Andrew Clark is a Professor of Population Genetics in the Department of Molecular Biology and Genetics at Cornell University and a member of the United States National Academy of Sciences.[1] He is the Jacob Gould Shurman Professor and a Meinig Family Investigator in the Life Sciences at Cornell University.[1][2] He is the current head of the Graduate Computation Biology field.[3] He is also co-director of Cornell's Center for Comparative and Population Genomics. He currently has his own lab which researches drosophila and population genetics at Cornell University and is a member of a working group for the National Human Genome Research Institute.[4] He is also the co-author of Principles of Population Genetics, Mechanisms of Molecular Evolution, and Evolution at the Molecular Level.[5]

Career[]

Clark received a B.S. from Brown University in 1976, followed by a Ph.D. in population genetics from Stanford University in 1980.[2] He then worked as a postdoctoral researcher at Arizona State University and the University of Aarhus, before joining the faculty of Penn State University's Department of Biology.[2] Since 2002, he has been a professor at Cornell University.

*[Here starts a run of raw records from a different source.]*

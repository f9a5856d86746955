//! Dashboard configuration, stored as RON.
//!
//! Every field has a default so a partial file (or no file at all) is valid;
//! only the organization must be supplied before anything talks to the API.

use std::fs;
use std::path::{Path, PathBuf};
use std::str::FromStr;
use std::time::Duration;

use log::LevelFilter;
use serde::{Deserialize, Serialize};
use thiserror::Error;
use url::Url;
use voicebench_core::{EntityKind, PollPolicy, AUDIO_PREVIEW_TIMEOUT, DEFAULT_POLL_INTERVAL};
use voicebench_engine::ApiSettings;
use voicebench_logging::{default_log_path, LogDestination};

pub(crate) const DEFAULT_CONFIG_PATH: &str = "voicebench.ron";

#[derive(Debug, Error)]
pub(crate) enum ConfigError {
    #[error("failed to read config {path:?}: {source}")]
    Read {
        path: PathBuf,
        source: std::io::Error,
    },
    #[error("invalid config: {0}")]
    Parse(#[from] ron::error::SpannedError),
    #[error("invalid base_url: {0}")]
    InvalidUrl(#[from] url::ParseError),
    #[error("organization_id is required")]
    MissingOrganization,
    #[error("poll_interval_ms must be greater than zero")]
    ZeroInterval,
    #[error("unknown log level {0:?}")]
    InvalidLogLevel(String),
}

#[derive(Debug, Clone, Copy, PartialEq, Eq, Default, Serialize, Deserialize)]
pub(crate) enum LogOutput {
    File,
    #[default]
    Terminal,
    Both,
}

impl From<LogOutput> for LogDestination {
    fn from(output: LogOutput) -> Self {
        match output {
            LogOutput::File => LogDestination::File,
            LogOutput::Terminal => LogDestination::Terminal,
            LogOutput::Both => LogDestination::Both,
        }
    }
}

#[derive(Debug, Clone, PartialEq, Eq, Serialize, Deserialize)]
#[serde(default)]
pub(crate) struct LogConfig {
    pub destination: LogOutput,
    pub level: String,
    pub path: Option<PathBuf>,
}

impl Default for LogConfig {
    fn default() -> Self {
        Self {
            destination: LogOutput::default(),
            level: "info".to_string(),
            path: None,
        }
    }
}

#[derive(Debug, Clone, PartialEq, Eq, Serialize, Deserialize)]
#[serde(default)]
pub(crate) struct DashboardConfig {
    pub base_url: String,
    pub organization_id: String,
    /// Overridden by `--token` / `VOICEBENCH_TOKEN`.
    pub access_token: Option<String>,
    pub poll_interval_ms: u64,
    pub audio_preview_timeout_ms: u64,
    pub request_timeout_ms: u64,
    pub log: LogConfig,
}

impl Default for DashboardConfig {
    fn default() -> Self {
        Self {
            base_url: "http://localhost:8000".to_string(),
            organization_id: String::new(),
            access_token: None,
            poll_interval_ms: millis(DEFAULT_POLL_INTERVAL),
            audio_preview_timeout_ms: millis(AUDIO_PREVIEW_TIMEOUT),
            request_timeout_ms: 30_000,
            log: LogConfig::default(),
        }
    }
}

fn millis(duration: Duration) -> u64 {
    u64::try_from(duration.as_millis()).unwrap_or(u64::MAX)
}

impl DashboardConfig {
    /// Reads `path`; `None` when the file does not exist.
    pub(crate) fn load(path: &Path) -> Result<Option<Self>, ConfigError> {
        let content = match fs::read_to_string(path) {
            Ok(text) => text,
            Err(err) if err.kind() == std::io::ErrorKind::NotFound => return Ok(None),
            Err(source) => {
                return Err(ConfigError::Read {
                    path: path.to_path_buf(),
                    source,
                })
            }
        };
        Self::parse(&content).map(Some)
    }

    pub(crate) fn parse(content: &str) -> Result<Self, ConfigError> {
        let config: Self = ron::from_str(content)?;
        if config.poll_interval_ms == 0 {
            return Err(ConfigError::ZeroInterval);
        }
        Ok(config)
    }

    pub(crate) fn api_settings(&self) -> Result<ApiSettings, ConfigError> {
        if self.organization_id.trim().is_empty() {
            return Err(ConfigError::MissingOrganization);
        }
        let mut settings = ApiSettings::new(Url::parse(&self.base_url)?, &self.organization_id);
        settings.request_timeout = Duration::from_millis(self.request_timeout_ms);
        Ok(settings)
    }

    /// The configured interval for every kind; a timeout only for kinds that
    /// have one by default.
    pub(crate) fn poll_policy(&self, kind: EntityKind) -> PollPolicy {
        PollPolicy {
            interval: Duration::from_millis(self.poll_interval_ms),
            timeout: kind
                .poll_policy()
                .timeout
                .map(|_| Duration::from_millis(self.audio_preview_timeout_ms)),
        }
    }

    pub(crate) fn log_level(&self) -> Result<LevelFilter, ConfigError> {
        parse_level(&self.log.level)
    }

    pub(crate) fn log_path(&self) -> PathBuf {
        self.log.path.clone().unwrap_or_else(default_log_path)
    }
}

pub(crate) fn parse_level(level: &str) -> Result<LevelFilter, ConfigError> {
    LevelFilter::from_str(level).map_err(|_| ConfigError::InvalidLogLevel(level.to_string()))
}

#[cfg(test)]
mod tests {
    use super::*;
    use std::io::Write;

    #[test]
    fn partial_file_keeps_defaults() {
        let mut file = tempfile::NamedTempFile::new().unwrap();
        write!(
            file,
            r#"(organization_id: "org-1", log: (destination: Both, level: "debug"))"#
        )
        .unwrap();

        let config = DashboardConfig::load(file.path()).unwrap().unwrap();
        assert_eq!(config.organization_id, "org-1");
        assert_eq!(config.poll_interval_ms, 2_000);
        assert_eq!(config.log.destination, LogOutput::Both);
        assert_eq!(config.log_level().unwrap(), LevelFilter::Debug);
        assert_eq!(config.access_token, None);
    }

    #[test]
    fn missing_file_is_reported_to_the_caller() {
        let dir = tempfile::tempdir().unwrap();
        let loaded = DashboardConfig::load(&dir.path().join("absent.ron")).unwrap();
        assert_eq!(loaded, None);
    }

    #[test]
    fn settings_require_an_organization() {
        let config = DashboardConfig::default();
        assert!(matches!(
            config.api_settings(),
            Err(ConfigError::MissingOrganization)
        ));
    }

    #[test]
    fn settings_carry_url_and_timeout() {
        let ron = r#"(
            base_url: "https://api.example.com/v1/",
            organization_id: "acme",
            request_timeout_ms: 5000,
        )"#;
        let config = DashboardConfig::parse(ron).unwrap();
        let settings = config.api_settings().unwrap();
        assert_eq!(settings.organization_id, "acme");
        assert_eq!(settings.request_timeout, Duration::from_secs(5));
        assert_eq!(
            settings.endpoint(&["agents"]).unwrap().as_str(),
            "https://api.example.com/v1/organizations/acme/agents"
        );
    }

    #[test]
    fn bad_values_are_rejected() {
        assert!(matches!(
            DashboardConfig::parse("(poll_interval_ms: 0)"),
            Err(ConfigError::ZeroInterval)
        ));
        assert!(matches!(
            DashboardConfig::parse("(base_url: 42)"),
            Err(ConfigError::Parse(_))
        ));
        let config = DashboardConfig::parse(r#"(log: (level: "loud"))"#).unwrap();
        assert!(matches!(
            config.log_level(),
            Err(ConfigError::InvalidLogLevel(level)) if level == "loud"
        ));
    }

    #[test]
    fn only_personas_time_out() {
        let ron = "(poll_interval_ms: 500, audio_preview_timeout_ms: 9000)";
        let config = DashboardConfig::parse(ron).unwrap();
        let persona = config.poll_policy(EntityKind::Persona);
        assert_eq!(persona.interval, Duration::from_millis(500));
        assert_eq!(persona.timeout, Some(Duration::from_secs(9)));
        assert_eq!(config.poll_policy(EntityKind::Agent).timeout, None);
    }
}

He was elected a fellow of the American Association for the Advancement of Science in 1994, and a member of the National Academy of Sciences in 2012.[2] Clark's laboratory group researches genetic variation and adaptation using both human data and the laboratory model Drosophila melanogaster.

References[]

  1. ^ Jump up to: a b "Andrew Clark". Cornell University. Retrieved 3 November 2019.
  2. ^ Jump up to: a b c d "Clark Lab Website". Retrieved 3 November 2019.
  3. ^ "Archived copy". Archived from the original on 2011-07-19. Retrieved 2010-12-16.CS1 maint: archived copy as title (link)
  4. ^ [1],
  5. ^ https://www.amazon.com/s?ie=UTF8&rh=n%3A283155%2Cp_27%3AAndrew%20G.%20Clark&field-author=Andrew%20G.%20Clark&page=1

External links[]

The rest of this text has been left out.